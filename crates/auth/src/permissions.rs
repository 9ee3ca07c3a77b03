use std::borrow::Cow;

use chrono::{DateTime, Utc};
use serde::{Deserialize, Serialize};

use libris_core::{DomainError, DomainResult, PermissionId};

/// Operation kind on a resource.
///
/// The set is closed: anything else is rejected when parsed at the boundary.
/// `Manage` is the blanket grant implying every other action on the same
/// resource.
#[derive(Debug, Copy, Clone, PartialEq, Eq, Hash, PartialOrd, Ord, Serialize, Deserialize)]
#[serde(rename_all = "UPPERCASE", try_from = "String")]
pub enum Action {
    Create,
    Read,
    Update,
    Delete,
    Manage,
}

impl Action {
    pub const ALL: [Action; 5] = [
        Action::Create,
        Action::Read,
        Action::Update,
        Action::Delete,
        Action::Manage,
    ];

    pub fn as_str(&self) -> &'static str {
        match self {
            Action::Create => "CREATE",
            Action::Read => "READ",
            Action::Update => "UPDATE",
            Action::Delete => "DELETE",
            Action::Manage => "MANAGE",
        }
    }
}

impl core::fmt::Display for Action {
    fn fmt(&self, f: &mut core::fmt::Formatter<'_>) -> core::fmt::Result {
        f.write_str(self.as_str())
    }
}

impl core::str::FromStr for Action {
    type Err = DomainError;

    fn from_str(s: &str) -> Result<Self, Self::Err> {
        match s.trim().to_ascii_uppercase().as_str() {
            "CREATE" => Ok(Action::Create),
            "READ" => Ok(Action::Read),
            "UPDATE" => Ok(Action::Update),
            "DELETE" => Ok(Action::Delete),
            "MANAGE" => Ok(Action::Manage),
            other => Err(DomainError::invalid_input(format!(
                "action '{other}' must be one of CREATE, READ, UPDATE, DELETE, MANAGE"
            ))),
        }
    }
}

impl TryFrom<String> for Action {
    type Error = DomainError;

    fn try_from(value: String) -> Result<Self, Self::Error> {
        value.parse()
    }
}

/// Coarse-grained protected category (e.g. "BOOKS").
///
/// Always stored trimmed and upper-cased, so comparisons never need to
/// normalize again.
#[derive(Debug, Clone, PartialEq, Eq, Hash, PartialOrd, Ord)]
pub struct Resource(Cow<'static, str>);

impl Resource {
    pub const BOOKS: Resource = Resource(Cow::Borrowed("BOOKS"));
    pub const USERS: Resource = Resource(Cow::Borrowed("USERS"));
    pub const ROLES: Resource = Resource(Cow::Borrowed("ROLES"));
    pub const PERMISSIONS: Resource = Resource(Cow::Borrowed("PERMISSIONS"));

    pub fn new(name: impl AsRef<str>) -> DomainResult<Self> {
        let trimmed = name.as_ref().trim();
        if trimmed.is_empty() {
            return Err(DomainError::invalid_input("resource cannot be empty"));
        }
        Ok(Self(Cow::Owned(trimmed.to_uppercase())))
    }

    pub fn as_str(&self) -> &str {
        &self.0
    }
}

impl core::fmt::Display for Resource {
    fn fmt(&self, f: &mut core::fmt::Formatter<'_>) -> core::fmt::Result {
        f.write_str(&self.0)
    }
}

impl Serialize for Resource {
    fn serialize<S: serde::Serializer>(&self, serializer: S) -> Result<S::Ok, S::Error> {
        serializer.serialize_str(&self.0)
    }
}

impl<'de> Deserialize<'de> for Resource {
    fn deserialize<D: serde::Deserializer<'de>>(deserializer: D) -> Result<Self, D::Error> {
        let raw = String::deserialize(deserializer)?;
        Resource::new(raw).map_err(serde::de::Error::custom)
    }
}

/// Trim and upper-case a catalog name (permission or role).
pub fn normalize_name(raw: &str, what: &str) -> DomainResult<String> {
    let trimmed = raw.trim();
    if trimmed.is_empty() {
        return Err(DomainError::invalid_input(format!("{what} name cannot be empty")));
    }
    Ok(trimmed.to_uppercase())
}

/// Capability atom: one (resource, action) grant with a unique name.
#[derive(Debug, Clone, PartialEq, Eq, Serialize, Deserialize)]
#[serde(rename_all = "camelCase")]
pub struct Permission {
    pub id: PermissionId,
    pub name: String,
    pub description: String,
    pub resource: Resource,
    pub action: Action,
    pub active: bool,
    pub created_at: DateTime<Utc>,
    pub updated_at: DateTime<Utc>,
}

impl Permission {
    pub fn new(
        name: &str,
        resource: Resource,
        action: Action,
        description: impl Into<String>,
        now: DateTime<Utc>,
    ) -> DomainResult<Self> {
        Ok(Self {
            id: PermissionId::new(),
            name: normalize_name(name, "permission")?,
            description: description.into().trim().to_string(),
            resource,
            action,
            active: true,
            created_at: now,
            updated_at: now,
        })
    }

    /// Whether this single permission satisfies `(resource, action)`.
    ///
    /// Matches exactly, or through `MANAGE` on the same resource. Never
    /// widens the resource.
    pub fn grants(&self, resource: &Resource, action: Action) -> bool {
        self.resource == *resource && (self.action == action || self.action == Action::Manage)
    }

    /// Stable display ordering: (resource, action), then name.
    pub fn display_order(a: &Permission, b: &Permission) -> core::cmp::Ordering {
        (&a.resource, a.action, &a.name).cmp(&(&b.resource, b.action, &b.name))
    }
}

/// Optional narrowing for catalog listings.
#[derive(Debug, Clone, Default, PartialEq, Eq, Deserialize)]
pub struct PermissionFilter {
    pub resource: Option<Resource>,
    pub action: Option<Action>,
    pub active: Option<bool>,
}

impl PermissionFilter {
    pub fn matches(&self, permission: &Permission) -> bool {
        self.resource.as_ref().is_none_or(|r| *r == permission.resource)
            && self.action.is_none_or(|a| a == permission.action)
            && self.active.is_none_or(|a| a == permission.active)
    }
}

#[cfg(test)]
mod tests {
    use super::*;

    #[test]
    fn action_parses_case_insensitively() {
        assert_eq!(" read ".parse::<Action>().unwrap(), Action::Read);
        assert_eq!("Manage".parse::<Action>().unwrap(), Action::Manage);
    }

    #[test]
    fn unknown_action_is_invalid_input() {
        let err = "PUBLISH".parse::<Action>().unwrap_err();
        assert!(matches!(err, DomainError::InvalidInput(_)));
    }

    #[test]
    fn action_serializes_upper_case_and_accepts_lower_case() {
        assert_eq!(serde_json::to_string(&Action::Delete).unwrap(), "\"DELETE\"");
        let parsed: Action = serde_json::from_str("\"update\"").unwrap();
        assert_eq!(parsed, Action::Update);
    }

    #[test]
    fn resource_is_normalized_and_equal_to_constant() {
        assert_eq!(Resource::new(" books ").unwrap(), Resource::BOOKS);
        assert!(Resource::new("   ").is_err());
    }

    #[test]
    fn resource_deserialization_normalizes() {
        let r: Resource = serde_json::from_str("\"roles\"").unwrap();
        assert_eq!(r, Resource::ROLES);
    }

    #[test]
    fn manage_grants_every_action_on_its_resource_only() {
        let p = Permission::new("manage_books", Resource::BOOKS, Action::Manage, "", Utc::now())
            .unwrap();
        assert_eq!(p.name, "MANAGE_BOOKS");
        for action in Action::ALL {
            assert!(p.grants(&Resource::BOOKS, action));
            assert!(!p.grants(&Resource::USERS, action));
        }
    }

    #[test]
    fn filter_matches_on_every_supplied_field() {
        let p = Permission::new("READ_BOOKS", Resource::BOOKS, Action::Read, "", Utc::now())
            .unwrap();
        assert!(PermissionFilter::default().matches(&p));
        let by_resource = PermissionFilter {
            resource: Some(Resource::BOOKS),
            ..Default::default()
        };
        assert!(by_resource.matches(&p));
        let wrong_action = PermissionFilter {
            action: Some(Action::Delete),
            ..Default::default()
        };
        assert!(!wrong_action.matches(&p));
        let inactive_only = PermissionFilter {
            active: Some(false),
            ..Default::default()
        };
        assert!(!inactive_only.matches(&p));
    }
}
━━━━
Set every line down again exactly. Begin with the first line of the entries and finish with the line containing "pub const ALL: [Action;".

**RESULT FOR THIS TASK**
filename crates/auth/src/permissions.rs
repository 9ee3ca07c3a77b03
use std::borrow::Cow;

use chrono::{DateTime, Utc};
use serde::{Deserialize, Serialize};

use libris_core::{DomainError, DomainResult, PermissionId};

/// Operation kind on a resource.
///
/// The set is closed: anything else is rejected when parsed at the boundary.
/// `Manage` is the blanket grant implying every other action on the same
/// resource.
#[derive(Debug, Copy, Clone, PartialEq, Eq, Hash, PartialOrd, Ord, Serialize, Deserialize)]
#[serde(rename_all = "UPPERCASE", try_from = "String")]
pub enum Action {
    Create,
    Read,
    Update,
    Delete,
    Manage,
}

impl Action {
    pub const ALL: [Action; 5] = [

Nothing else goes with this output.